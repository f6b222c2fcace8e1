use approx::assert_relative_eq;

use crate::scaling::{
    crossing_time, density_from_mass, mass_from_density, mass_to_radius, relaxation_time, G,
};

#[test]
fn crossing_time_scales_with_radius_and_mass() {
    // A mass of 1/G makes the denominator unity.
    let result = crossing_time(1.0 / G, 3.0);

    assert_relative_eq!(result, 6.0_f64.powf(1.5), max_relative = 1e-5);
}

#[test]
fn relaxation_time_counts_stars() {
    let result = relaxation_time(1.0 / G, 10.0, 3.0);

    assert_relative_eq!(
        result,
        6.0_f64.powf(1.5) / 10.0_f64.ln(),
        max_relative = 1e-5
    );
}

#[test]
fn solar_mass_cluster_radius() {
    assert_relative_eq!(mass_to_radius(1.0), 0.1, max_relative = 1e-5);
}

#[test]
fn density_and_mass_relations_invert_each_other() {
    assert_relative_eq!(
        density_from_mass(10.0),
        10.0_f64.powf(0.61 + 2.08),
        max_relative = 1e-5
    );

    for mass in [1.0, 10.0, 20.0, 100.0, 150.0] {
        assert_relative_eq!(
            mass_from_density(density_from_mass(mass)),
            mass,
            max_relative = 1e-5
        );
    }
}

◇ ◇ ◇

Aim of the task. Filter the records above down to the lines containing "result".

Solution.
    let result = crossing_time(1.0 / G, 3.0);
    assert_relative_eq!(result, 6.0_f64.powf(1.5), max_relative = 1e-5);
    let result = relaxation_time(1.0 / G, 10.0, 3.0);
        result,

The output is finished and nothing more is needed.